PostGIS
Name
ST_InterpolateRaster — Interpolates a gridded surface based on an input set of 3-d points, using the X- and Y-values to position the points on the grid and the Z-value of the points as the surface elevation.
Synopsis
raster +`*`+ST_InterpolateRaster
*(`geometry `input_points
,
text algorithm_options
, raster template
, integer
template_band_num=1`
)`;
Description
Interpolates a gridded surface based on an input set of 3-d points, using the X- and Y-values to position the points on the grid and the Z-value of the points as the surface elevation. There are five interpolation algorithms available: inverse distance, inverse distance nearest-neighbor, moving average, nearest neighbor, and linear interpolation. See the gdal_grid documentation for more details on the algorithms and their parameters. For more information on how interpolations are calculated, see the GDAL grid tutorial.
Input parameters are:
- input_points
-
The points to drive the interpolation.

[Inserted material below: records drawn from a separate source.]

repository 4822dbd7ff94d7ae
use axum::{http::StatusCode, response::IntoResponse, Json};
use serde_json::json;

#[axum::debug_handler]
pub async fn health() -> impl IntoResponse {
    (StatusCode::OK, Json(json!({ "status": "ok" })))
}
//! Change listeners
//!
//! Listeners are notified after every successful `set` (rollbacks included),
//! once the variable's lock has been released. A listener that returns an
//! error or panics is logged and skipped; the caller of `set` never sees it.

use anyhow::anyhow;
use tokio::sync::mpsc::{self, UnboundedReceiver, UnboundedSender};
use tracing::info;

use crate::record::ChangeRecord;
use crate::variable::TrackedVariable;

/// Observer of committed changes
pub trait ChangeListener<T>: Send + Sync {
    /// Called with the variable and the record that was just appended
    fn on_change(&self, variable: &TrackedVariable<T>, record: &ChangeRecord<T>)
        -> anyhow::Result<()>;
}

impl<T, F> ChangeListener<T> for F
where
    F: Fn(&TrackedVariable<T>, &ChangeRecord<T>) -> anyhow::Result<()> + Send + Sync,
{
    fn on_change(
        &self,
        variable: &TrackedVariable<T>,
        record: &ChangeRecord<T>,
    ) -> anyhow::Result<()> {
        self(variable, record)
    }
}

/// Logs every change at info level
#[derive(Debug, Clone, Copy, Default)]
pub struct TracingListener;

impl<T> ChangeListener<T> for TracingListener {
    fn on_change(
        &self,
        variable: &TrackedVariable<T>,
        record: &ChangeRecord<T>,
    ) -> anyhow::Result<()> {
        info!(
            variable = %variable.name(),
            index = record.index,
            label = record.label().unwrap_or(""),
            timestamp = %record.timestamp,
            "Variable changed"
        );
        Ok(())
    }
}

/// Forwards a copy of every record to an unbounded channel
///
/// Once the receiver is dropped each notification fails, which the variable
/// discards like any other listener failure.
pub struct ChannelListener<T> {
    sender: UnboundedSender<ChangeRecord<T>>,
}

impl<T> ChannelListener<T> {
    /// Wrap an existing sender
    pub fn new(sender: UnboundedSender<ChangeRecord<T>>) -> Self {
        Self { sender }
    }

    /// Create a listener together with the receiving end of its channel
    pub fn channel() -> (Self, UnboundedReceiver<ChangeRecord<T>>) {
        let (sender, receiver) = mpsc::unbounded_channel();
        (Self::new(sender), receiver)
    }
}

impl<T> ChangeListener<T> for ChannelListener<T>
where
    T: Clone + Send + Sync,
{
    fn on_change(
        &self,
        variable: &TrackedVariable<T>,
        record: &ChangeRecord<T>,
    ) -> anyhow::Result<()> {
        self.sender
            .send(record.clone())
            .map_err(|_| anyhow!("change receiver for '{}' was dropped", variable.name()))
    }
}

#[cfg(test)]
mod tests {
    use super::*;

    #[test]
    fn test_channel_listener_forwards_records() {
        let (listener, mut receiver) = ChannelListener::<i32>::channel();
        let var = TrackedVariable::new("x", 0);
        var.add_listener(listener);

        var.set(1).unwrap().set_with_label(2, "second").unwrap();

        let first = receiver.try_recv().unwrap();
        let second = receiver.try_recv().unwrap();
        assert_eq!((first.index, first.value), (1, 1));
        assert_eq!((second.index, second.value), (2, 2));
        assert_eq!(second.label(), Some("second"));
        assert!(receiver.try_recv().is_err());
    }

    #[test]
    fn test_channel_listener_reports_dropped_receiver() {
        let (listener, receiver) = ChannelListener::<i32>::channel();
        drop(receiver);
        let var = TrackedVariable::new("x", 0);
        let record = var.last_change();
        assert!(listener.on_change(&var, &record).is_err());
    }

    #[test]
    fn test_tracing_listener_never_fails() {
        let var = TrackedVariable::new("x", "a".to_string());
        var.add_listener(TracingListener);
        var.set("b".to_string()).unwrap();
        assert_eq!(var.get(), "b");
        assert!(TracingListener.on_change(&var, &var.last_change()).is_ok());
    }

    // generic listener code only needs the bounds of the trait itself
    fn forward<T, L: ChangeListener<T>>(
        listener: &L,
        variable: &TrackedVariable<T>,
        record: &ChangeRecord<T>,
    ) -> anyhow::Result<String> {
        listener.on_change(variable, record)?;
        Ok(format!("{}:{}", variable.name(), variable.copy_on_store()))
    }

    #[test]
    fn test_identity_accessors_in_generic_listener_code() {
        let (channel, mut receiver) = ChannelListener::<Vec<u8>>::channel();
        let var = TrackedVariable::new("bytes", vec![1u8]);
        let record = ChangeRecord::clone(&var.last_change());

        assert_eq!(forward(&TracingListener, &var, &record).unwrap(), "bytes:true");
        assert_eq!(forward(&channel, &var, &record).unwrap(), "bytes:true");
        assert_eq!(receiver.try_recv().unwrap().value, vec![1u8]);
    }
}
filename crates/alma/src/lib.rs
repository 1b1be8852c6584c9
#![warn(missing_docs)]

//! Time-travel variables for alma
//!
//! A [`TrackedVariable`] wraps a value and records every change as an
//! immutable, timestamped [`ChangeRecord`]. Rollback appends a new record
//! instead of rewriting history. Validators can veto changes and listeners
//! are told about the ones that land. A [`VariableRegistry`] manages many
//! named variables of one type, and [`watch`] goes through the process-wide
//! [`DefaultRegistry`], whose single namespace accepts any value type.
//!
//! ```
//! let score = alma::watch("doc-score", 0).unwrap();
//! score.set(10).unwrap().set(20).unwrap().set(30).unwrap();
//! assert_eq!(score.get(), 30);
//! assert_eq!(score.history().len(), 4);
//!
//! score.rollback(1).unwrap();
//! assert_eq!(score.get(), 10);
//! assert_eq!(score.last_change().label(), Some("rollback to index 1"));
//! ```

pub mod config;
pub mod error;
pub mod global;
pub mod listener;
pub mod record;
pub mod registry;
pub mod snapshot;
pub mod validator;
pub mod variable;

// Re-export public API
pub use config::AlmaConfig;
pub use error::{AlmaError, Result};
pub use global::{default_config, default_registry, watch, watch_with, DefaultRegistry};
pub use listener::{ChangeListener, ChannelListener, TracingListener};
pub use record::{ChangeRecord, HistoryDiff, INITIAL_LABEL};
pub use registry::{VariableRegistry, WatchOptions};
pub use snapshot::{CloneSnapshot, Snapshot, SnapshotError};
pub use validator::{
    NotEmptyValidator, PredicateValidator, RangeValidator, ValidationError, Validator,
};
pub use variable::{TrackedVariable, VariableOptions, RESET_LABEL};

Any geometry with Z-values is acceptable, all points in the input will be used.
- algorithm_options
-
A string defining the algorithm and algorithm options, in the format used by gdal_grid. For example, for an inverse-distance interpolation with a smoothing of 2, you would use "invdist:smoothing=2.0"
- template
-
A raster template to drive the geometry of the output raster. The width, height, pixel size, spatial extent and pixel type will be read from this template.
- template_band_num
-
By default the first band in the template raster is used to drive the output raster, but that can be adjusted with this parameter.
Availability: 3.2.0
Example
SELECT ST_InterpolateRaster(
'MULTIPOINT(10.5 9.5 1000, 11.5 8.5 1000, 10.5 8.5 500, 11.5 9.5 500)'::geometry,
'invdist:smoothing:2.0',
ST_AddBand(ST_MakeEmptyRaster(200, 400, 10, 10, 0.01, -0.005, 0, 0), '16BSI')
)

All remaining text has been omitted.